Awareness campaigns were then organized to sensitize the communities to the importance of investing in their health, and to make them aware that the mutual health organization collectively belongs to them, and so its success depends on their membership. The Bangoua, Bam-ka and Galim MHOs were officially launched on Aug. 25-27, 2005 in the presence of the sub-prefects, the regional delegate of the Ministry of Health, AWARE-RH representatives, village chiefs, mayors of local councils,, SAILD representatives, and micro-finance organization's managers. During the launching ceremony in Bangwa, the president of the management committee lamented the death of a young girl whose family could not afford to take her for treatment of her diarrhoea, and she dies as a result. "If the family had been members of our health financing scheme, the scheme would have taken care of the costs for hospitalization of this child and maybe she would still be alive today." According to a journalist writing for the SAILD publication La Voix du Paysan, "It is time that those who relied solely on traditional healers, many of whom are charlatans, come back to reason. Community health financing schemes have opened the way."
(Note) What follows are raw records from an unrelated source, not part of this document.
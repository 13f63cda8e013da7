use std::{fmt, fs, path::Path, time::Instant};

use serde::{Deserialize, Serialize};

use crate::search::{
    closed::ClosedSet, domain::SearchDomain, error::SearchError, heap::IndexedHeap, ids::StateId,
};

const DEFAULT_SEARCH_CONFIG_YAML: &str = include_str!("../../config/search.default.yaml");

/// Search configuration for a single A* run.
#[derive(Debug, Clone, PartialEq, Eq, Serialize, Deserialize)]
#[serde(default)]
pub struct SearchConfig {
    /// Stop with `LimitReached` after this many expansions. `None` searches to completion.
    pub max_expansions: Option<u64>,
    /// Emit a trace progress line every `log_every` expansions; 0 disables it.
    pub log_every: u64,
}

impl Default for SearchConfig {
    fn default() -> Self {
        SearchConfig {
            max_expansions: None,
            log_every: 10_000,
        }
    }
}

impl SearchConfig {
    /// Parse a search config from YAML text.
    pub fn from_yaml_str(yaml: &str) -> Result<Self, SearchConfigError> {
        let config: SearchConfig = serde_yaml::from_str(yaml).map_err(SearchConfigError::Yaml)?;
        config.validate()?;
        Ok(config)
    }

    /// Parse a search config from a YAML file path.
    pub fn from_yaml_path(path: impl AsRef<Path>) -> Result<Self, SearchConfigError> {
        let yaml = fs::read_to_string(path).map_err(SearchConfigError::Io)?;
        Self::from_yaml_str(&yaml)
    }

    /// Return the default YAML config included with this crate.
    pub fn default_yaml() -> &'static str {
        DEFAULT_SEARCH_CONFIG_YAML
    }

    /// Parse the default YAML config included with this crate.
    pub fn from_default_yaml() -> Result<Self, SearchConfigError> {
        Self::from_yaml_str(Self::default_yaml())
    }

    /// Check value ranges that serde cannot express.
    pub fn validate(&self) -> Result<(), SearchConfigError> {
        if self.max_expansions == Some(0) {
            return Err(SearchConfigError::Invalid(
                "max_expansions must be greater than 0 when set".to_string(),
            ));
        }
        Ok(())
    }
}

/// Error type for loading and validating `SearchConfig`.
#[derive(Debug)]
pub enum SearchConfigError {
    Io(std::io::Error),
    Yaml(serde_yaml::Error),
    Invalid(String),
}

impl fmt::Display for SearchConfigError {
    fn fmt(&self, f: &mut fmt::Formatter<'_>) -> fmt::Result {
        match self {
            SearchConfigError::Io(err) => write!(f, "failed to read config file: {err}"),
            SearchConfigError::Yaml(err) => write!(f, "failed to parse config YAML: {err}"),
            SearchConfigError::Invalid(err) => write!(f, "invalid search config: {err}"),
        }
    }
}

impl std::error::Error for SearchConfigError {}

/// Where the driver currently is in its life cycle.
#[derive(Debug, Clone, Copy, PartialEq, Eq, Serialize)]
#[serde(rename_all = "snake_case")]
pub enum SearchPhase {
    Idle,
    Expanding,
    GoalFound,
    /// The open set ran dry without reaching the goal.
    Exhausted,
    LimitReached,
}

/// Counters collected over one run.
#[derive(Debug, Clone, Default, PartialEq, Serialize)]
pub struct SearchMetrics {
    /// States popped from the open set, including the goal itself.
    pub nodes_explored: u64,
    /// Successors produced by the domain.
    pub nodes_generated: u64,
    /// Successors pushed because their identity was unknown.
    pub nodes_inserted: u64,
    /// Open entries replaced by a cheaper copy (remove + push).
    pub open_decreased: u64,
    /// Closed entries moved back to the open set by a cheaper copy.
    pub closed_reopened: u64,
    /// Equal-or-worse rediscoveries that were dropped.
    pub discarded: u64,
    pub max_open_len: usize,
    pub elapsed_secs: f64,
}

/// Result of a run that reached the goal.
#[derive(Debug, Clone, PartialEq, Serialize)]
pub struct SolveReport {
    pub nodes_explored: u64,
    /// Path cost `g` of the goal state when it was popped.
    pub path_length: u32,
    pub elapsed_secs: f64,
    pub metrics: SearchMetrics,
}

/// Terminal result of one A* run.
#[derive(Debug, Clone, PartialEq, Serialize)]
#[serde(tag = "status", rename_all = "snake_case")]
pub enum SearchOutcome {
    Solved(SolveReport),
    /// No goal is reachable from the start; the open set was exhausted.
    Exhausted(SearchMetrics),
    /// `SearchConfig::max_expansions` was hit before the goal was found.
    LimitReached(SearchMetrics),
}

impl SearchOutcome {
    pub fn is_solved(&self) -> bool {
        matches!(self, SearchOutcome::Solved(_))
    }

    /// Return the goal's path length if the goal was reached.
    pub fn path_length(&self) -> Option<u32> {
        match self {
            SearchOutcome::Solved(report) => Some(report.path_length),
            SearchOutcome::Exhausted(_) | SearchOutcome::LimitReached(_) => None,
        }
    }

    pub fn metrics(&self) -> &SearchMetrics {
        match self {
            SearchOutcome::Solved(report) => &report.metrics,
            SearchOutcome::Exhausted(metrics) | SearchOutcome::LimitReached(metrics) => metrics,
        }
    }

    pub fn nodes_explored(&self) -> u64 {
        self.metrics().nodes_explored
    }

    pub fn elapsed_secs(&self) -> f64 {
        self.metrics().elapsed_secs
    }

    /// The phase the driver ended in.
    pub fn phase(&self) -> SearchPhase {
        match self {
            SearchOutcome::Solved(_) => SearchPhase::GoalFound,
            SearchOutcome::Exhausted(_) => SearchPhase::Exhausted,
            SearchOutcome::LimitReached(_) => SearchPhase::LimitReached,
        }
    }
}

/// Snapshot handed to the expansion hook each time a state is popped.
#[derive(Debug)]
pub struct ExpansionEvent<'a, S> {
    pub state: &'a S,
    /// 1-based index of this expansion.
    pub expansion: u64,
    pub open_len: usize,
    pub closed_len: usize,
}

/// A* driver. Each run builds a fresh open heap and closed set, so one driver
/// can be reused for many independent searches.
#[derive(Debug, Clone)]
pub struct AStar {
    config: SearchConfig,
    phase: SearchPhase,
}

impl Default for AStar {
    fn default() -> Self {
        AStar::new(SearchConfig::default())
    }
}

impl AStar {
    pub fn new(config: SearchConfig) -> Self {
        AStar {
            config,
            phase: SearchPhase::Idle,
        }
    }

    pub fn config(&self) -> &SearchConfig {
        &self.config
    }

    /// Phase of the most recent run, `Idle` before the first one.
    pub fn phase(&self) -> SearchPhase {
        self.phase
    }

    /// Search from `start` until the goal is popped or the open set runs dry.
    ///
    /// `score` must return `f = g + h` for a state; the driver adds nothing to it.
    /// `identity` keys both the open heap and the closed set.
    pub fn run<D, P, FScore, FId>(
        &mut self,
        domain: &D,
        start: D::State,
        score: FScore,
        identity: FId,
    ) -> Result<SearchOutcome, SearchError>
    where
        D: SearchDomain,
        P: Ord + Copy,
        FScore: Fn(&D::State) -> P,
        FId: Fn(&D::State) -> StateId,
    {
        self.run_with_hook(domain, start, score, identity, |_| {})
    }

    /// Run a search and invoke a callback after each state is popped.
    pub fn run_with_hook<D, P, FScore, FId, FHook>(
        &mut self,
        domain: &D,
        start: D::State,
        score: FScore,
        identity: FId,
        mut on_expand: FHook,
    ) -> Result<SearchOutcome, SearchError>
    where
        D: SearchDomain,
        P: Ord + Copy,
        FScore: Fn(&D::State) -> P,
        FId: Fn(&D::State) -> StateId,
        FHook: FnMut(&ExpansionEvent<'_, D::State>),
    {
        let started = Instant::now();
        let mut metrics = SearchMetrics::default();
        let mut open = IndexedHeap::new(score, identity);
        let mut closed: ClosedSet<D::State> = ClosedSet::new();

        open.push(start)?;
        metrics.max_open_len = open.len();
        self.phase = SearchPhase::Expanding;
        log::debug!("search started");

        loop {
            if self
                .config
                .max_expansions
                .is_some_and(|limit| metrics.nodes_explored >= limit)
            {
                self.phase = SearchPhase::LimitReached;
                metrics.elapsed_secs = started.elapsed().as_secs_f64();
                log::debug!(
                    "search stopped at expansion limit after {} expansions",
                    metrics.nodes_explored
                );
                return Ok(SearchOutcome::LimitReached(metrics));
            }

            let Some(current) = open.pop() else {
                break;
            };
            metrics.nodes_explored += 1;

            on_expand(&ExpansionEvent {
                state: &current,
                expansion: metrics.nodes_explored,
                open_len: open.len(),
                closed_len: closed.len(),
            });

            if domain.is_goal(&current) {
                self.phase = SearchPhase::GoalFound;
                metrics.elapsed_secs = started.elapsed().as_secs_f64();
                let path_length = domain.path_cost(&current);
                log::debug!(
                    "goal found after {} expansions with path length {}",
                    metrics.nodes_explored,
                    path_length
                );
                return Ok(SearchOutcome::Solved(SolveReport {
                    nodes_explored: metrics.nodes_explored,
                    path_length,
                    elapsed_secs: metrics.elapsed_secs,
                    metrics,
                }));
            }

            for child in domain.successors(&current) {
                metrics.nodes_generated += 1;
                let child_id = open.identity_of(&child);
                let child_cost = domain.path_cost(&child);

                let open_cost = open.get(child_id).map(|state| domain.path_cost(state));
                let closed_cost = closed.get(child_id).map(|state| domain.path_cost(state));

                match (open_cost, closed_cost) {
                    (None, None) => {
                        open.push(child)?;
                        metrics.nodes_inserted += 1;
                    }
                    (Some(known), _) if known > child_cost => {
                        open.remove(child_id)?;
                        open.push(child)?;
                        metrics.open_decreased += 1;
                    }
                    (None, Some(known)) if known > child_cost => {
                        closed.remove(child_id);
                        open.push(child)?;
                        metrics.closed_reopened += 1;
                    }
                    _ => metrics.discarded += 1,
                }
            }
            metrics.max_open_len = metrics.max_open_len.max(open.len());

            let current_id = open.identity_of(&current);
            closed.insert(current_id, current);

            if self.config.log_every > 0 && metrics.nodes_explored % self.config.log_every == 0 {
                log::trace!(
                    "{} expansions, open={} closed={}",
                    metrics.nodes_explored,
                    open.len(),
                    closed.len()
                );
            }
        }

        self.phase = SearchPhase::Exhausted;
        metrics.elapsed_secs = started.elapsed().as_secs_f64();
        log::debug!(
            "open set exhausted after {} expansions without reaching the goal",
            metrics.nodes_explored
        );
        Ok(SearchOutcome::Exhausted(metrics))
    }
}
Since the launching of these schemes in August 2005, 3,283 individuals have joined the MHOs in these three districts of Cameroon. Members pay a premium ranging from 360 FCFA (0.66 USD) to 480 FCFA (0.88 USD) per person per month, and these cover 70% to 100% of the cost of certain services, including medical consultations, surgeries, delivery and ante and postnatal care.
SAILD and AWARE-RH have recently conducted training sessions for the newly elected MHO managers. This training was intended to help the managers better manage the MHOs and negotiate health services packages with health providers. AWARE-RH and SAILD will continue to monitor and provide technical assistance to these newly created MHOs. Through this collaboration AWARE_RH will also be strengthening the capacity of SAILD to link micro-finance and MHO schemes.